What lines in the entries hold the string "PathBuf"? List them.

DATASET CONTENT:
═══

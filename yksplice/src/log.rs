//! The implementation of the `YKSPLICE_LOG` and `YKSPLICE_LOG_IR` environment variables.
//!
//! Nothing here is global: a [Log] is created (normally once, by whoever drives the splicer, via
//! [Log::new]) and handed to a [crate::Splicer].

use std::{collections::HashSet, env, error::Error, fs::File, io::Write, path::PathBuf};
use strum::{EnumCount, FromRepr};

/// How verbose should normal logging be?
#[repr(u8)]
#[derive(Copy, Clone, Debug, EnumCount, FromRepr, PartialEq, PartialOrd)]
pub enum Verbosity {
    /// Disable logging entirely.
    Disabled,
    /// Log errors.
    Error,
    /// Log warnings.
    Warning,
    /// Log splicing events (e.g. which labels a splice introduced).
    SpliceEvent,
}

/// The points at which the IR can be dumped with `YKSPLICE_LOG_IR`.
#[derive(Clone, Copy, Debug, Eq, Hash, PartialEq)]
pub enum IRPhase {
    /// The trace, after its guards have been rebound.
    Trace,
    /// The target function before splicing.
    PreSplice,
    /// The target function after splicing.
    PostSplice,
}

impl IRPhase {
    fn from_str(s: &str) -> Result<Self, Box<dyn Error>> {
        match s {
            "trace" => Ok(Self::Trace),
            "pre-splice" => Ok(Self::PreSplice),
            "post-splice" => Ok(Self::PostSplice),
            _ => Err(format!("Invalid YKSPLICE_LOG_IR value: {s}").into()),
        }
    }
}

pub struct Log {
    /// The requested [Verbosity] level for logging.
    level: Verbosity,
    /// The path to write to. A value of `None` means stderr.
    path: Option<PathBuf>,
    /// Where to dump IR to (`None` means stderr) and at which phases. If `None`, IR is never
    /// dumped.
    ir: Option<(Option<PathBuf>, HashSet<IRPhase>)>,
}

impl Log {
    /// Create a [Log] from the `YKSPLICE_LOG` and `YKSPLICE_LOG_IR` environment variables.
    pub fn new() -> Result<Self, Box<dyn Error>> {
        Self::from_spec(
            env::var("YKSPLICE_LOG").ok().as_deref(),
            env::var("YKSPLICE_LOG_IR").ok().as_deref(),
        )
    }

    /// Create a [Log] from values in the format of `YKSPLICE_LOG` (`[<path|->:]<level>`) and
    /// `YKSPLICE_LOG_IR` (`[<path|->:]<phase_1>[,...,<phase_n>]`). If `log` is `None`, errors are
    /// logged to stderr; if `log_ir` is `None`, no IR is logged.
    pub fn from_spec(log: Option<&str>, log_ir: Option<&str>) -> Result<Self, Box<dyn Error>> {
        let (path, level) = match log {
            Some(s) => {
                let (path, level) = match s.split(':').collect::<Vec<_>>()[..] {
                    [path, level] => (open_path(path), level),
                    [level] => (None, level),
                    [..] => {
                        return Err("YKSPLICE_LOG must be of the format `[<path|->:]<level>`".into())
                    }
                };
                let level = level
                    .parse::<u8>()
                    .map_err(|e| format!("Invalid YKSPLICE_LOG level '{s}': {e}"))?;
                let max_level = Verbosity::COUNT - 1;
                let level = Verbosity::from_repr(level).ok_or_else(|| {
                    format!("YKSPLICE_LOG level {level} exceeds maximum {max_level}")
                })?;
                (path, level)
            }
            None => (None, Verbosity::Error),
        };

        let ir = match log_ir {
            Some(s) => {
                let (path, phases) = match s.split(':').collect::<Vec<_>>()[..] {
                    [path, phases] => (open_path(path), phases),
                    [phases] => (None, phases),
                    [..] => {
                        return Err("YKSPLICE_LOG_IR must be of the format '[<path|->:]<phase_1>[,...,<phase_n>]'".into())
                    }
                };
                let phases = phases
                    .split(',')
                    .map(IRPhase::from_str)
                    .collect::<Result<HashSet<_>, _>>()?;
                Some((path, phases))
            }
            None => None,
        };

        Ok(Self { level, path, ir })
    }

    /// A [Log] which never logs anything.
    pub fn disabled() -> Self {
        Self {
            level: Verbosity::Disabled,
            path: None,
            ir: None,
        }
    }

    /// Log `msg` with the [Verbosity] level `level`.
    ///
    /// # Panics
    ///
    /// If `level == Verbosity::Disabled`.
    pub fn log(&self, level: Verbosity, msg: &str) {
        if level <= self.level {
            let prefix = match level {
                Verbosity::Disabled => panic!(),
                Verbosity::Error => "yksplice-error",
                Verbosity::Warning => "yksplice-warning",
                Verbosity::SpliceEvent => "yksplice-event",
            };
            write_to(self.path.as_ref(), &format!("{prefix}: {msg}\n"));
        }
    }

    /// Should IR be logged at `phase`? Callers should check this before building the string to
    /// pass to [Self::log_ir].
    pub fn should_log_ir(&self, phase: IRPhase) -> bool {
        matches!(&self.ir, Some((_, phases)) if phases.contains(&phase))
    }

    pub fn log_ir(&self, s: &str) {
        if let Some((path, _)) = &self.ir {
            write_to(path.as_ref(), s);
        }
    }
}

/// Convert a log path to `None` (meaning stderr) if it is `-`. Otherwise, if there's an existing
/// log file, truncate (i.e. empty it), so that later appends to the log aren't appending to a
/// previous log run.
fn open_path(path: &str) -> Option<PathBuf> {
    if path == "-" {
        None
    } else {
        let path = PathBuf::from(path);
        File::create(&path).ok();
        Some(path)
    }
}

fn write_to(path: Option<&PathBuf>, s: &str) {
    match path {
        Some(p) => {
            File::options()
                .append(true)
                .open(p)
                .map(|mut x| x.write_all(s.as_bytes()))
                .ok();
        }
        None => eprint!("{s}"),
    }
}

═══

WRITTEN SOLUTION:
use std::{collections::HashSet, env, error::Error, fs::File, io::Write, path::PathBuf};
    path: Option<PathBuf>,
    ir: Option<(Option<PathBuf>, HashSet<IRPhase>)>,
fn open_path(path: &str) -> Option<PathBuf> {
        let path = PathBuf::from(path);
fn write_to(path: Option<&PathBuf>, s: &str) {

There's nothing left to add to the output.